Le délai de prescription pour agression sexuelle sera bientôt aboli

Des victimes présumées de prêtres pédophiles ont retrouvé l’espoir d’obtenir finalement justice, jeudi, grâce à l’abolition prochaine du délai de prescription pour intenter une poursuite civile en matière d’agression sexuelle.
« C’est historique », lance l’avocat spécialisé dans la défense de victimes d’actes criminels Marc Bellemare.

Patrick Bellerose
Source:
Le Journal de Québec

La ministre de la Justice, Sonia LeBel, a déposé jeudi un projet de loi qui vise à rendre « imprescriptible » une poursuite civile en matière d’agression à caractère sexuel, de violence subie pendant l’enfance ou de violence conjugale.

« Tous et toutes pourront maintenant avoir l’occasion de faire valoir leurs droits », a résumé Mme LeBel.

En cas de décès de l’agresseur, la victime aura trois ans pour intenter un recours contre sa succession. Cette mesure ne s’applique pas aux communautés religieuses, qui pourront être poursuivies bien après la mort de l’agresseur.

Jusqu’en 2013, une victime avait trois ans après le présumé crime pour intenter une poursuite. Sous le gouvernement Marois, cette période a été portée à 30 ans. Mais ce n’était pas rétroactif.

66 ans de cauchemar

Gaétan Bégin, 79 ans, peinait à contenir ses émotions devant l’Assemblée nationale. « Je pourrai dire à mes arrière-petits-enfants qu’il y a un système de justice au Québec qui fonctionne », a-t-il lancé. Disant avoir été agressé par un prêtre en Beauce à l’âge de 13 ans, il affirme vivre un « cauchemar » depuis 66 ans en raison de la prescription qui l’empêchait d’obtenir réparation.Dès l’adoption du projet de loi, qui pourrait subvenir d’ici le 12 juin prochain, M. Bégin entend déposer une poursuite contre les autorités religieuses qui ont protégé sont présumé agresseur, aujourd’hui décédé.

L’annonce a aussi eu l’effet d’un baume pour les requérants dans le recours collectif intenté contre la congrégation de Sainte-Croix, dont certains s’étaient fait refuser un recours. « On a actuellement une quarantaine de victimes pour une indemnité moyenne de 100 000$ », explique Me Alain Arsenault. Dans le dossier des Oblats, 190 personnes espèrent aussi un règlement. Et c’est sans compter tous ceux qui se manifesteront une fois les recours collectifs réglés.

Clientèle vieillissante

Malgré tout, Me Bellemare ne s’attend pas nécessairement à un déferlement de nouvelles poursuites. « Il faut comprendre qu’il y a une clientèle vieillissante », dit l’ancien ministre de la Justice. S’il salue le courage de M. Bégin, d’autres octogénaires n’auront peut-être ni la force ni la santé pour se lancer dans un tel processus judiciaire, souligne l’avocat.

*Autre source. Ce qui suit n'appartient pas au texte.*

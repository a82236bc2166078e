use tracing::{info, warn};

use shared_models::{Gender, Patient, PatientCreate};
use vitals_cell::{FormError, RiskResultView, VitalsForm, VitalsService};

use crate::models::RegistrationStep;
use crate::services::PatientService;

/// First wizard step: who the patient is.
#[derive(Debug, Clone, Default, PartialEq)]
pub struct IdentityForm {
    pub name: String,
    pub age: String,
    pub gender: Option<Gender>,
    pub contact: String,
    pub medical_history: String,
}

impl IdentityForm {
    /// Name, age and gender must be present before moving on.
    pub fn is_complete(&self) -> bool {
        !self.name.trim().is_empty() && !self.age.trim().is_empty() && self.gender.is_some()
    }

    pub fn parse(&self) -> Result<PatientCreate, FormError> {
        let name = self.name.trim();
        if name.is_empty() {
            return Err(FormError::MissingField("Full Name".to_string()));
        }

        let raw_age = self.age.trim();
        if raw_age.is_empty() {
            return Err(FormError::MissingField("Age".to_string()));
        }
        let age = raw_age
            .parse::<u32>()
            .map_err(|_| FormError::InvalidNumber {
                field: "Age".to_string(),
                value: raw_age.to_string(),
            })?;

        let gender = self
            .gender
            .ok_or_else(|| FormError::MissingField("Gender".to_string()))?;

        Ok(PatientCreate {
            name: name.to_string(),
            age,
            gender,
            contact: optional(&self.contact),
            medical_history: optional(&self.medical_history),
        })
    }
}

fn optional(value: &str) -> Option<String> {
    let value = value.trim();
    (!value.is_empty()).then(|| value.to_string())
}

/// Outcome of a completed registration.
#[derive(Debug, Clone, PartialEq)]
pub struct Registration {
    pub patient: Patient,
    pub result: RiskResultView,
}

/// Two-step intake: identity, then a first set of vitals. Submitting
/// creates the patient and then logs the reading against the new id.
#[derive(Debug, Clone)]
pub struct RegistrationWizard {
    step: RegistrationStep,
    pub identity: IdentityForm,
    pub vitals: VitalsForm,
    created: Option<Patient>,
    outcome: Option<Registration>,
    error: Option<String>,
}

impl Default for RegistrationWizard {
    fn default() -> Self {
        Self::new()
    }
}

impl RegistrationWizard {
    pub fn new() -> Self {
        Self {
            step: RegistrationStep::Identity,
            identity: IdentityForm::default(),
            vitals: VitalsForm::new(),
            created: None,
            outcome: None,
            error: None,
        }
    }

    pub fn step(&self) -> RegistrationStep {
        self.step
    }

    pub fn error(&self) -> Option<&str> {
        self.error.as_deref()
    }

    pub fn outcome(&self) -> Option<&Registration> {
        self.outcome.as_ref()
    }

    /// Moves from identity to vitals once the identity step is filled in.
    pub fn next(&mut self) -> bool {
        if self.step == RegistrationStep::Identity && self.identity.is_complete() {
            self.step = RegistrationStep::Vitals;
            true
        } else {
            false
        }
    }

    pub fn back(&mut self) -> bool {
        if self.step == RegistrationStep::Vitals {
            self.step = RegistrationStep::Identity;
            true
        } else {
            false
        }
    }

    pub fn can_submit(&self) -> bool {
        self.step == RegistrationStep::Vitals && self.vitals.is_complete()
    }

    /// Both forms are validated before anything is sent. A failure after
    /// the patient was created is not rolled back; a retry reuses the
    /// created patient and only resends the reading.
    pub async fn submit(
        &mut self,
        patients: &PatientService,
        vitals: &VitalsService,
    ) -> Result<Registration, FormError> {
        self.error = None;

        let outcome = self.run(patients, vitals).await;
        match &outcome {
            Ok(registration) => {
                info!(
                    "Registered patient {} with first reading {}",
                    registration.patient.id, registration.result.record.id
                );
                self.outcome = Some(registration.clone());
                self.step = RegistrationStep::Submitted;
            }
            Err(err) => {
                warn!("Patient registration failed: {}", err);
                self.error = Some(err.user_message());
            }
        }

        outcome
    }

    async fn run(
        &mut self,
        patients: &PatientService,
        vitals: &VitalsService,
    ) -> Result<Registration, FormError> {
        let request = self.identity.parse()?;
        let reading = self.vitals.parse()?;

        let patient = match &self.created {
            Some(patient) => patient.clone(),
            None => {
                let patient = patients.create_patient(&request).await?;
                self.created = Some(patient.clone());
                patient
            }
        };

        let record = vitals.submit(&patient.id, &reading).await?;
        let result = RiskResultView::new(record, Some(patient.name.clone()));

        Ok(Registration { patient, result })
    }

    /// Clears everything for the next intake.
    pub fn reset(&mut self) {
        *self = Self::new();
    }
}

#[cfg(test)]
mod tests {
    use super::*;
    use assert_matches::assert_matches;
    use vitals_cell::VitalField;

    fn identity() -> IdentityForm {
        IdentityForm {
            name: "  Jane Smith ".to_string(),
            age: "42".to_string(),
            gender: Some(Gender::Female),
            contact: String::new(),
            medical_history: "Asthma".to_string(),
        }
    }

    #[test]
    fn next_requires_name_age_and_gender() {
        let mut wizard = RegistrationWizard::new();
        assert!(!wizard.next());

        wizard.identity = IdentityForm {
            gender: None,
            ..identity()
        };
        assert!(!wizard.next());
        assert_eq!(wizard.step(), RegistrationStep::Identity);

        wizard.identity.gender = Some(Gender::Female);
        assert!(wizard.next());
        assert_eq!(wizard.step(), RegistrationStep::Vitals);

        assert!(wizard.back());
        assert_eq!(wizard.step(), RegistrationStep::Identity);
    }

    #[test]
    fn identity_parse_trims_and_drops_blank_optionals() {
        let request = identity().parse().unwrap();
        assert_eq!(request.name, "Jane Smith");
        assert_eq!(request.age, 42);
        assert_eq!(request.gender, Gender::Female);
        assert_eq!(request.contact, None);
        assert_eq!(request.medical_history.as_deref(), Some("Asthma"));
    }

    #[test]
    fn identity_parse_rejects_bad_age() {
        let form = IdentityForm {
            age: "forty".to_string(),
            ..identity()
        };
        assert_matches!(form.parse(), Err(FormError::InvalidNumber { field, .. }) if field == "Age");
    }

    #[test]
    fn submit_is_gated_on_complete_vitals() {
        let mut wizard = RegistrationWizard::new();
        wizard.identity = identity();
        wizard.next();
        assert!(!wizard.can_submit());

        for (field, value) in [
            (VitalField::HeartRate, "72"),
            (VitalField::Systolic, "120"),
            (VitalField::Diastolic, "80"),
            (VitalField::Temperature, "36.6"),
            (VitalField::OxygenSaturation, "98"),
        ] {
            wizard.vitals.set(field, value);
        }
        assert!(wizard.can_submit());
    }
}
use std::fmt;
use std::str::FromStr;

use chrono::{DateTime, Utc};
use serde::{Deserialize, Serialize};

#[derive(Debug, Clone, Copy, PartialEq, Eq, Hash, PartialOrd, Ord, Serialize, Deserialize)]
#[serde(rename_all = "lowercase")]
pub enum Gender {
    Male,
    Female,
    Other,
}

impl Gender {
    pub fn as_str(&self) -> &'static str {
        match self {
            Gender::Male => "male",
            Gender::Female => "female",
            Gender::Other => "other",
        }
    }
}

impl fmt::Display for Gender {
    fn fmt(&self, f: &mut fmt::Formatter<'_>) -> fmt::Result {
        f.write_str(self.as_str())
    }
}

impl FromStr for Gender {
    type Err = String;

    fn from_str(s: &str) -> Result<Self, Self::Err> {
        match s.trim().to_ascii_lowercase().as_str() {
            "male" => Ok(Gender::Male),
            "female" => Ok(Gender::Female),
            "other" => Ok(Gender::Other),
            other => Err(format!("unknown gender '{}', expected male, female or other", other)),
        }
    }
}

#[derive(Debug, Clone, PartialEq, Serialize, Deserialize)]
pub struct Patient {
    pub id: String,
    pub name: String,
    pub age: u32,
    pub gender: Gender,
    #[serde(default)]
    pub contact: Option<String>,
    #[serde(default)]
    pub medical_history: Option<String>,
    #[serde(default)]
    pub created_at: Option<DateTime<Utc>>,
}

#[derive(Debug, Clone, PartialEq, Serialize, Deserialize)]
pub struct PatientCreate {
    pub name: String,
    pub age: u32,
    pub gender: Gender,
    #[serde(skip_serializing_if = "Option::is_none")]
    pub contact: Option<String>,
    #[serde(skip_serializing_if = "Option::is_none")]
    pub medical_history: Option<String>,
}

/// Partial update; only the fields that are set are sent.
#[derive(Debug, Clone, Default, PartialEq, Serialize, Deserialize)]
pub struct PatientUpdate {
    #[serde(skip_serializing_if = "Option::is_none")]
    pub name: Option<String>,
    #[serde(skip_serializing_if = "Option::is_none")]
    pub age: Option<u32>,
    #[serde(skip_serializing_if = "Option::is_none")]
    pub gender: Option<Gender>,
    #[serde(skip_serializing_if = "Option::is_none")]
    pub contact: Option<String>,
    #[serde(skip_serializing_if = "Option::is_none")]
    pub medical_history: Option<String>,
}

impl PatientUpdate {
    pub fn is_empty(&self) -> bool {
        self.name.is_none()
            && self.age.is_none()
            && self.gender.is_none()
            && self.contact.is_none()
            && self.medical_history.is_none()
    }
}
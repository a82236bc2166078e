// =====================================================================================
// ALERT CELL
// =====================================================================================
//
// Clinician alert feed:
// - Alert retrieval (global feed or per patient) and acknowledgement
// - Feed state with optimistic acknowledgement and an explicit failure policy
// - Periodic refresh that stops for good once torn down
//
// =====================================================================================

pub mod feed;
pub mod models;
pub mod poller;
pub mod services;

pub use feed::AlertFeed;
pub use models::{AckFailurePolicy, AlertFilter, FeedScope, FEED_LOAD_ERROR};
pub use poller::{AlertMonitor, PollerHandle};
pub use services::{AlertService, AlertSource, DEFAULT_FEED_LIMIT};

Au diocèse de Québec, l’évêque auxiliaire Marc Pelchat accueille positivement l’annonce de Québec. « Le pape François a dit, en 2018, qu’il n’y a pas de prescription sur les blessures », rappelle Mgr Pelchat. Il est « normal », souligne le prélat, de chercher à déterminer si les autorités religieuses « ont cherché à protéger l’agresseur ».